Importantly, FAA also affect the technological properties of bakery goods. Amino acids have an impact on the swelling power of starch, which can affect the texture of starch-based products [42]. For instance, charge-carrying amino acids, such as lysine, arginine, aspartic acid, and glutamic acid, were found to influence the gelatinization and retrogradation properties of potato starch [43]. As reported previously [28], BLP addition reduced the viscosity of the GFS batters and increased firmness of the GFS, which could be associated with the observed change in FAA profile.

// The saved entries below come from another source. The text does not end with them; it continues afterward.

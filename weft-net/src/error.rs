//! Error types for the weft-net crate

use thiserror::Error;
use weft_model::{CryptoError, RecordError};
use weft_net_types::{GossipError, StoreError};

/// Replication service errors.
///
/// Malformed requests, missing key material, and store failures surface to
/// the RPC caller; fan-out peer failures and per-iteration subscription
/// failures are logged and swallowed at their call sites instead.
#[derive(Error, Debug)]
pub enum WeftNetError {
    #[error("I/O error: {0}")]
    Io(#[from] std::io::Error),

    #[error("Protobuf decode error: {0}")]
    Decode(#[from] prost::DecodeError),

    #[error("request header is required")]
    MissingHeader,

    #[error("bad signing key: {0}")]
    Signer(String),

    #[error("bad signature")]
    BadSignature,

    #[error("follow key not found")]
    FollowKeyNotFound,

    #[error("read key not found")]
    ReadKeyNotFound,

    #[error("invalid log")]
    InvalidLog,

    #[error("log not found")]
    LogNotFound,

    #[error("no writable log for this thread")]
    NoOwnLog,

    #[error("record error: {0}")]
    Record(#[from] RecordError),

    #[error("crypto error: {0}")]
    Crypto(#[from] CryptoError),

    #[error(transparent)]
    Store(#[from] StoreError),

    #[error(transparent)]
    Gossip(#[from] GossipError),

    #[error("connection error: {0}")]
    Connection(String),

    #[error("protocol error: {0}")]
    Protocol(String),

    #[error("remote error: {0}")]
    Remote(String),
}
//! Rejection paths: a push whose transport signature does not verify, or
//! whose header is missing or inconsistent, changes no state.

mod common;

use weft_net::WeftNetError;
use weft_net_types::RecordStore;

#[tokio::test]
async fn bad_signature_is_rejected_without_state_change() {
    let net = common::SimNet::new();
    let a = common::spawn_peer(&net).await;
    let b = common::spawn_peer(&net).await;

    let (tid, a_log) = common::create_thread(&a).await;
    common::invite(&a, tid, &a_log, &b, true).await;

    let admitted = b.service.metrics().records_admitted();
    let (mut req, rec) = common::build_push(&a.identity, tid, &a_log, b"payload", None);
    req.header.as_mut().unwrap().signature[0] ^= 0xFF;

    let err = b.service.push_record(req).await.unwrap_err();
    assert!(matches!(err, WeftNetError::BadSignature));
    assert_eq!(err.to_string(), "bad signature");

    assert!(!b.store.has(&rec.cid()).await.unwrap());
    assert_eq!(b.service.metrics().records_admitted(), admitted);
}

#[tokio::test]
async fn missing_header_is_rejected() {
    let net = common::SimNet::new();
    let a = common::spawn_peer(&net).await;
    let b = common::spawn_peer(&net).await;

    let (tid, a_log) = common::create_thread(&a).await;
    common::invite(&a, tid, &a_log, &b, true).await;

    let (mut req, _) = common::build_push(&a.identity, tid, &a_log, b"payload", None);
    req.header = None;

    let err = b.service.push_record(req).await.unwrap_err();
    assert!(matches!(err, WeftNetError::MissingHeader));
}

#[tokio::test]
async fn mismatched_signer_key_is_rejected() {
    let net = common::SimNet::new();
    let a = common::spawn_peer(&net).await;
    let b = common::spawn_peer(&net).await;
    let mallory = weft_model::Identity::generate();

    let (tid, a_log) = common::create_thread(&a).await;
    common::invite(&a, tid, &a_log, &b, true).await;

    // Claim to be A but attach Mallory's key.
    let (mut req, rec) = common::build_push(&a.identity, tid, &a_log, b"payload", None);
    req.header.as_mut().unwrap().key = Some(mallory.public_key().as_bytes().to_vec());

    let err = b.service.push_record(req).await.unwrap_err();
    assert!(matches!(err, WeftNetError::Signer(_)));
    assert!(!b.store.has(&rec.cid()).await.unwrap());
}

#[tokio::test]
async fn unknown_follow_key_is_rejected() {
    let net = common::SimNet::new();
    let a = common::spawn_peer(&net).await;
    let b = common::spawn_peer(&net).await;

    // B was never invited: no directory entry, no follow key in the header.
    let (tid, a_log) = common::create_thread(&a).await;
    let (req, rec) = common::build_push(&a.identity, tid, &a_log, b"payload", None);

    let err = b.service.push_record(req).await.unwrap_err();
    assert!(matches!(err, WeftNetError::FollowKeyNotFound));
    assert!(!b.store.has(&rec.cid()).await.unwrap());
}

It is also of great importance considering the challenges in the formulations of gluten-free products [44].

5. Conclusions

In conclusion, this study showed that the by-products of broccoli processing are a good source of FAA. The most suitable method for the extraction of FAA was extraction with 50% methanol, allowing for the detection of 26 FAA in BLP. The incorporation of BLP into GFS resulted in a significant increase in both EAA and NEAA. The biggest increases after BLP incorporation were noted for alanine, serine, aspartic, and glutamic acid, which were dominant NEAA in BLP, whereas among EAA, the biggest increases were noticed for leucine, threonine, valine, and lysine, which were also detected in high concentrations in BLP. These findings suggest that BLP can be a valuable supplement for GFS. The incorporation of BLP into GFS allowed compensating the FAA deficits of gluten-free products. In conclusion, the obtained added-value baked product could provide health-promoting benefits for subjects on a gluten-free diet. Furthermore, FAA-rich BLP could be used for the development of new functional products for subjects on the elimination diets, helping, at the same time, to eliminate the by-products of the vegetable industry.